(Data shown Opens)

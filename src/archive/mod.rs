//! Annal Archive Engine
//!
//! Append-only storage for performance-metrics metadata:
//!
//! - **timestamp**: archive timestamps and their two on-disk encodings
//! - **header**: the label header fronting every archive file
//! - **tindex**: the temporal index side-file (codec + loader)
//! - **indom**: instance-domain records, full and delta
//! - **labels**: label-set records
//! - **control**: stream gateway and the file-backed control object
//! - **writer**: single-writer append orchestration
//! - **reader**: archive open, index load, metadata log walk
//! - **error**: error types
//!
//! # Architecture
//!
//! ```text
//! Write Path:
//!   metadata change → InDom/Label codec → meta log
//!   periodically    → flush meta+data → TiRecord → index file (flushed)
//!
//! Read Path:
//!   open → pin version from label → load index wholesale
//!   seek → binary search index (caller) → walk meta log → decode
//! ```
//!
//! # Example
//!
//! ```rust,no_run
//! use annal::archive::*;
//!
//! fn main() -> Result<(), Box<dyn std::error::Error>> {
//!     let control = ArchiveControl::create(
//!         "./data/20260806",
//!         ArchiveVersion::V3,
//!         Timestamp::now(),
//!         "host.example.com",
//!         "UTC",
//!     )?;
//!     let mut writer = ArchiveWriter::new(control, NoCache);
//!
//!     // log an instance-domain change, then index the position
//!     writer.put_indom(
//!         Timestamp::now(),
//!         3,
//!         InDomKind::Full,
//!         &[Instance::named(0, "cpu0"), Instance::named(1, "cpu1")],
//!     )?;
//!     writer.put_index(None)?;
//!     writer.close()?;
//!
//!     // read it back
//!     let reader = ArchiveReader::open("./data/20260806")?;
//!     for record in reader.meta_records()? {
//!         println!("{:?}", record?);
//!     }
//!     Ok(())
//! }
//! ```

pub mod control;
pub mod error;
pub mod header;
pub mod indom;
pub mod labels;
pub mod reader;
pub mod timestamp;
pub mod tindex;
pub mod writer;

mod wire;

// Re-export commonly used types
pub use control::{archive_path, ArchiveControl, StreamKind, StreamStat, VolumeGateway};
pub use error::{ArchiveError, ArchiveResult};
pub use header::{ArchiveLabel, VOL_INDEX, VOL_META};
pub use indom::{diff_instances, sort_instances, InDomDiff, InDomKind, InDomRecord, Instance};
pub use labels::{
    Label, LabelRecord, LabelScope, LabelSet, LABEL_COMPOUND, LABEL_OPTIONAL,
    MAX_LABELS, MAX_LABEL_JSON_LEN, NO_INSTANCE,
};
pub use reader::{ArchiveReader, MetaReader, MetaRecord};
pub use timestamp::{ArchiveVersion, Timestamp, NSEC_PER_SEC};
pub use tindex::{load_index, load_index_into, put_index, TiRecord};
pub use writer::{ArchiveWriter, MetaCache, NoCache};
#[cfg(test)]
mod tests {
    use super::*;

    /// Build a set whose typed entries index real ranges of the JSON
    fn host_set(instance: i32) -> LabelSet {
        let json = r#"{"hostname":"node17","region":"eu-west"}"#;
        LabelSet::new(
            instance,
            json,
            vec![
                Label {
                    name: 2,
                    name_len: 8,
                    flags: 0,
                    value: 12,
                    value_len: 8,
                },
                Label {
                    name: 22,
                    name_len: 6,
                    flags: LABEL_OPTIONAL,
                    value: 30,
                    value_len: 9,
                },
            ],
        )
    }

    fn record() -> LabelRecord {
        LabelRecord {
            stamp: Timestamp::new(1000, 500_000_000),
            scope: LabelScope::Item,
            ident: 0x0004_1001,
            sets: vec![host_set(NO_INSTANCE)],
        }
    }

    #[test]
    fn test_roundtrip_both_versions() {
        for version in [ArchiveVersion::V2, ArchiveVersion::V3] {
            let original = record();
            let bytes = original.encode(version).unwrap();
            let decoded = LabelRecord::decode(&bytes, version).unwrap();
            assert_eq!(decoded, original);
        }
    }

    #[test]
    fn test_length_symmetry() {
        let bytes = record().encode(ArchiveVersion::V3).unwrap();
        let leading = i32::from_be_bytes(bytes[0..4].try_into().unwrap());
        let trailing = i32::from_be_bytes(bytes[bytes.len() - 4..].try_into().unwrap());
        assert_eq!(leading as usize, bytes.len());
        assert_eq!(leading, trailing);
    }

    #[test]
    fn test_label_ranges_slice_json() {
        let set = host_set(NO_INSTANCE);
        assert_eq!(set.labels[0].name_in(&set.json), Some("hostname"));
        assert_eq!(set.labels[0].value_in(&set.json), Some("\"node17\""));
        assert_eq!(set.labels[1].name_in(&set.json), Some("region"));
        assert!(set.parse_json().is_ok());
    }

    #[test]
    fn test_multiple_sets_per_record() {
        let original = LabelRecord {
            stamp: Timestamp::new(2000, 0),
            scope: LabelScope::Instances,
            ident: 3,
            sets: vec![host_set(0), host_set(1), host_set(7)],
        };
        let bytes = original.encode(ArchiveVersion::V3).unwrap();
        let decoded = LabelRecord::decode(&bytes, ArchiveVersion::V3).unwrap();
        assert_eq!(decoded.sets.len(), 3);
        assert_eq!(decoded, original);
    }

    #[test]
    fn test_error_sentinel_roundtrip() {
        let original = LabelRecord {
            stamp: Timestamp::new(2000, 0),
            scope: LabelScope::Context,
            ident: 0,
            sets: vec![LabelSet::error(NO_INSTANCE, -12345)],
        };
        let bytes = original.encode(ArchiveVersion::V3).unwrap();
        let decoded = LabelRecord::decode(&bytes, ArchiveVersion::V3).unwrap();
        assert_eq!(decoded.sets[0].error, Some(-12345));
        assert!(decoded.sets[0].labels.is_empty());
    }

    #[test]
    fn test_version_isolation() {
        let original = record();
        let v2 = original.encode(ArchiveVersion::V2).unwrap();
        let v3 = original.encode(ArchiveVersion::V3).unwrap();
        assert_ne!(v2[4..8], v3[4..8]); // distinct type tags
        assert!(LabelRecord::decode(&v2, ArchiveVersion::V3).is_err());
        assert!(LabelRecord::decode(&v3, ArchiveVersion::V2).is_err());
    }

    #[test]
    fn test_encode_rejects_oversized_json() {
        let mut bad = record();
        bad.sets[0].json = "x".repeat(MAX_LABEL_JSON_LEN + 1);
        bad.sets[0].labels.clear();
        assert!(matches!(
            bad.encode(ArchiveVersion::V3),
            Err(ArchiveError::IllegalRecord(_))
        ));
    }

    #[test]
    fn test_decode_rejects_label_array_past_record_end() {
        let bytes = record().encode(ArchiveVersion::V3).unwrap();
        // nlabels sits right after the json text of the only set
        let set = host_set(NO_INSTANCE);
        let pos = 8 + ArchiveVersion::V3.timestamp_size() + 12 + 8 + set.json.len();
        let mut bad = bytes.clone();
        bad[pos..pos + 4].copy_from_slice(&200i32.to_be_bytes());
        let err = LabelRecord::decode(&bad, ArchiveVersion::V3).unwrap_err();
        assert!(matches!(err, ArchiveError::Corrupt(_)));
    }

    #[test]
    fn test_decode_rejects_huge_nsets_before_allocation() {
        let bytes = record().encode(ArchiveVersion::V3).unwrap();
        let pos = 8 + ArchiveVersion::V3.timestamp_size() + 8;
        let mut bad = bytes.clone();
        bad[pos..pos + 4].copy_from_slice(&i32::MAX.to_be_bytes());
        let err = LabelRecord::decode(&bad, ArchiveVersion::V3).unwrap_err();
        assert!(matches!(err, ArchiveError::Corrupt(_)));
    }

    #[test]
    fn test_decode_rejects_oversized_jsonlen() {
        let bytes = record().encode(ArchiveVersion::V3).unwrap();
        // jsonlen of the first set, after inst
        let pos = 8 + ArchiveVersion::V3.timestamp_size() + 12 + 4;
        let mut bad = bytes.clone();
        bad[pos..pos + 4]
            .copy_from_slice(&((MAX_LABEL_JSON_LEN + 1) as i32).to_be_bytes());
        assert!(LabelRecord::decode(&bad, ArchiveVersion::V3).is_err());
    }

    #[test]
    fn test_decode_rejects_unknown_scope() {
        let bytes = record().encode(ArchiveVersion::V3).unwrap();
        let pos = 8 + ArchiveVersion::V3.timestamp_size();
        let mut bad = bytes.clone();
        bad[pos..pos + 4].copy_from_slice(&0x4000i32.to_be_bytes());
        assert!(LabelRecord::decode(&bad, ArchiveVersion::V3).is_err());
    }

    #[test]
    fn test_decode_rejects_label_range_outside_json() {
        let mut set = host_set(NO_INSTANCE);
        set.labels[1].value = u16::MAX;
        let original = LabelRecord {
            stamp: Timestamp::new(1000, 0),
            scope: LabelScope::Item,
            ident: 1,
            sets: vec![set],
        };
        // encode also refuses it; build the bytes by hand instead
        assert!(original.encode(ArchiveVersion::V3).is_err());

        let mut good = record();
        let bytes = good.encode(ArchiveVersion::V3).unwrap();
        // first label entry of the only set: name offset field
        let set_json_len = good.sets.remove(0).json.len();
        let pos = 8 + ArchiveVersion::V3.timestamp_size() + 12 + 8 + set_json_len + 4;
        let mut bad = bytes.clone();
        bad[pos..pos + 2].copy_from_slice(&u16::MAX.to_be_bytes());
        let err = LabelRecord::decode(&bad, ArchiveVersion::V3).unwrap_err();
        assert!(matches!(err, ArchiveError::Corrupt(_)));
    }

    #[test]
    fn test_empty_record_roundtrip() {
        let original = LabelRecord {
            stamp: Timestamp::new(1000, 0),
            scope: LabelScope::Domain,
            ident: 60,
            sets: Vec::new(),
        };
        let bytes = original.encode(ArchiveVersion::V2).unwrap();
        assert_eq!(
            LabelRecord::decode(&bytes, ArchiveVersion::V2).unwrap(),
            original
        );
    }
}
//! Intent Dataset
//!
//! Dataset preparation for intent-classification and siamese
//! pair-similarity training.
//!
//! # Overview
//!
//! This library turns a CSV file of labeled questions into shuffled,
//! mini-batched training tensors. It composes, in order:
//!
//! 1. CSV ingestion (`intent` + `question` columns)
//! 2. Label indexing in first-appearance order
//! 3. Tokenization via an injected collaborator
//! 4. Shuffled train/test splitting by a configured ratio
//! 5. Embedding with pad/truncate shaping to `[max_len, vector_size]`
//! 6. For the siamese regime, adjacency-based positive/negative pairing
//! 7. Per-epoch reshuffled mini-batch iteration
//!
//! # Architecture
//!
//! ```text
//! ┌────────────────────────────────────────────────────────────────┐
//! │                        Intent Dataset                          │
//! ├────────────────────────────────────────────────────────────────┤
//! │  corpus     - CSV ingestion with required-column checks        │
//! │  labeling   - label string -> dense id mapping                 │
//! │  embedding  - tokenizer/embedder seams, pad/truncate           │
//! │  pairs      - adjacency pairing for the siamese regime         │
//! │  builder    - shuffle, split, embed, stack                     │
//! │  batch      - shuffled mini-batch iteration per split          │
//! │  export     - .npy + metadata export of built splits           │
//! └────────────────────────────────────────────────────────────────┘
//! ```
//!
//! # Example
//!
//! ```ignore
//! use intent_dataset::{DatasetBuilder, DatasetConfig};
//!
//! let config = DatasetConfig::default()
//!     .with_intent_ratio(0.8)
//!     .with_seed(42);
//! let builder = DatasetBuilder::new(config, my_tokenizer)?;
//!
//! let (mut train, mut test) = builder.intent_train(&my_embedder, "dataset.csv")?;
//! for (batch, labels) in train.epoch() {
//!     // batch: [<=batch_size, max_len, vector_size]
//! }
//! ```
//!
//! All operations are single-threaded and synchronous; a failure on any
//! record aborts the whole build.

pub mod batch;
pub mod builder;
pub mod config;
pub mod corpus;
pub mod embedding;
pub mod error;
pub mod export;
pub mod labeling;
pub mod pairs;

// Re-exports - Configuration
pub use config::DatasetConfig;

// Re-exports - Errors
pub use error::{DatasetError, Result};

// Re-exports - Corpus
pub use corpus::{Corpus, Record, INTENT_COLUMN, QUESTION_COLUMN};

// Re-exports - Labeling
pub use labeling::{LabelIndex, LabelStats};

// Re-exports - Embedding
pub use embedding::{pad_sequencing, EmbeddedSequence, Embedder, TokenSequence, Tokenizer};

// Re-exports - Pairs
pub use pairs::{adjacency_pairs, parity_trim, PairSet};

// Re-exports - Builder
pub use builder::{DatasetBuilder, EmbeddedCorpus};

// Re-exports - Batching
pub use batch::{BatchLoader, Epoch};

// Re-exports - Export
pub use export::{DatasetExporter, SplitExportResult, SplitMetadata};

(Data shown Closes)

Assigned task =>
Each line above that carries the string "ArchiveControl" has to be returned.

Answer to the exercise =>
//!     let control = ArchiveControl::create(
pub use control::{archive_path, ArchiveControl, StreamKind, StreamStat, VolumeGateway};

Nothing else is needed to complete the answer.